The third reason he shared with me happened around the same time; he was dealing with an awful divorce, and had decided that he would not ever fall in love again.  So, he set about finding women only to talk to, maybe even hang out with once in a while.  One such woman convinced him (his word was "tricked") into meeting her for coffee.  He figured that he would meet her, stay for a half hour, and leave.  But, that is not how it went.  They met, and talked and talked at the coffee shop, then he took her to the Japanese Gardens, where they sat on a bench and talked for hours; until the Gardens closed.  Martin told me that it was on this bench that he fell in love again.  It was the same bench that he and I sat on as he told me these stories.

So there we sat in the Gardens, and he told me story after story of feats no mere mortal would ever dream of, much less get off his ass and put into action.  He decided recently to change careers and get training as a designer.  He would frequently pick up and just go places he had never been; small towns in Colorado, South Carolina, maybe even Connecticut; he just looked in the paper for cheap fares, would pack a small bag, and go.  He made it a regular practice to walk up to the most beautiful woman in the room and initiate conversation with her.  I was in awe of this small, humble man.

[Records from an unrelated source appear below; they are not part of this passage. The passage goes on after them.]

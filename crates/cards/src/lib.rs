// Copyright (C) 2025 Vince Vasta
// SPDX-License-Identifier: Apache-2.0

//! Headsup Poker cards types.
//!
//! This crate defines the cards domain for the hand comparator: the 13 [Rank]
//! symbols, the 4 [Suit] symbols, and a [Card] that orders and compares by
//! rank alone:
//!
//! ```
//! # use headsup_cards::{Card, Rank, Suit};
//! let ah = Card::new(Rank::Ace, Suit::Hearts);
//! let ad = Card::new(Rank::Ace, Suit::Diamonds);
//! // Suit never takes part in ordering or equality.
//! assert_eq!(ah, ad);
//! assert!(Card::new(Rank::King, Suit::Clubs) < ah);
//! ```
//!
//! Cards parse from the two symbols tokens found in games files:
//!
//! ```
//! # use headsup_cards::{Card, Rank, Suit};
//! let card = "TD".parse::<Card>().unwrap();
//! assert_eq!(card.rank(), Rank::Ten);
//! assert_eq!(card.suit(), Suit::Diamonds);
//! ```
//!
//! and a [Deck] type creates shuffled decks for dealing random games:
//!
//! ```
//! # use headsup_cards::Deck;
//! let mut deck = Deck::new_and_shuffled(&mut rand::rng());
//! let cards = (0..5).map(|_| deck.deal()).collect::<Vec<_>>();
//! assert_eq!(cards.len(), 5);
//! assert_eq!(deck.count(), Deck::SIZE - 5);
//! ```
#![warn(clippy::all, rust_2018_idioms, missing_docs)]
mod cards;
pub use cards::{Card, ParseCardError, Rank, Suit};

mod deck;
pub use deck::Deck;
// Copyright (C) 2025 Vince Vasta
// SPDX-License-Identifier: Apache-2.0

//! Games file loading.
use anyhow::{Context, Result, bail};
use std::{cmp::Ordering, fs, path::Path};

use headsup_eval::{Card, Hand};

/// A two players game.
#[derive(Debug, Clone)]
pub struct Game {
    player_one: Hand,
    player_two: Hand,
}

impl Game {
    /// The first player hand.
    pub fn player_one(&self) -> &Hand {
        &self.player_one
    }

    /// The second player hand.
    pub fn player_two(&self) -> &Hand {
        &self.player_two
    }

    /// The game outcome.
    pub fn winner(&self) -> Winner {
        match self.player_one.cmp(&self.player_two) {
            Ordering::Greater => Winner::PlayerOne,
            Ordering::Less => Winner::PlayerTwo,
            Ordering::Equal => Winner::Tie,
        }
    }
}

/// A game outcome.
#[derive(Debug, Clone, Copy, PartialEq, Eq)]
pub enum Winner {
    /// The first player has the stronger hand.
    PlayerOne,
    /// The second player has the stronger hand.
    PlayerTwo,
    /// Both hands have the same strength, the pot splits.
    Tie,
}

impl Winner {
    /// The outcome label.
    pub fn label(&self) -> &'static str {
        match self {
            Winner::PlayerOne => "Player 1",
            Winner::PlayerTwo => "Player 2",
            Winner::Tie => "Tie",
        }
    }
}

/// Loads the games in a games file.
///
/// Each line holds ten cards, the first five for player one and the last
/// five for player two. Blank lines are skipped, anything else fails with
/// the offending line number.
pub fn load(path: &Path) -> Result<Vec<Game>> {
    let text = fs::read_to_string(path)
        .with_context(|| format!("cannot read games file {}", path.display()))?;
    parse(&text)
}

fn parse(text: &str) -> Result<Vec<Game>> {
    let mut games = Vec::new();

    for (line, n) in text.lines().zip(1..) {
        if line.trim().is_empty() {
            continue;
        }

        games.push(parse_line(line).with_context(|| format!("games file line {n}"))?);
    }

    Ok(games)
}

fn parse_line(line: &str) -> Result<Game> {
    let cards = line
        .split_whitespace()
        .map(|t| t.parse::<Card>())
        .collect::<Result<Vec<_>, _>>()?;

    if cards.len() != Hand::SIZE * 2 {
        bail!("expected {} cards, got {}", Hand::SIZE * 2, cards.len());
    }

    let player_one = Hand::try_from(&cards[..Hand::SIZE])?;
    let player_two = Hand::try_from(&cards[Hand::SIZE..])?;

    Ok(Game {
        player_one,
        player_two,
    })
}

As we sat in the middle of the perfectly planned and intentional Japanese Gardens, something quite unintentional happened; I became overwhelmingly attracted to him.  It was the strangest thing.  I had felt nothing but inquisitiveness just moments before, and then, out of nowhere, that all too familiar, slow warming and nervous feeling in my stomach when I am near someone I am attracted to.  I kept looking at him, wondering how this could have happened.  I was on a path.  I had my future all mapped out, and it in no way included this man fouling it up with his heroic yet unassuming charms.

It started to get cold, and the afternoon was waning, so we decided to go our separate ways, and as we said good-bye, I put my bike between us to keep myself from spontaneously hugging him.  It was bad, the magnetic pull I was feeling toward him.  I turned to get on my bike, but realized that the sound of the birds was so lovely that I would walk home that day, giving myself the opportunity to enjoy the experience of spontaneous and unexpected attraction, to let it linger in my sinew as I walked down the hill from the Rose Garden and back to my little apartment in Northwest Portland.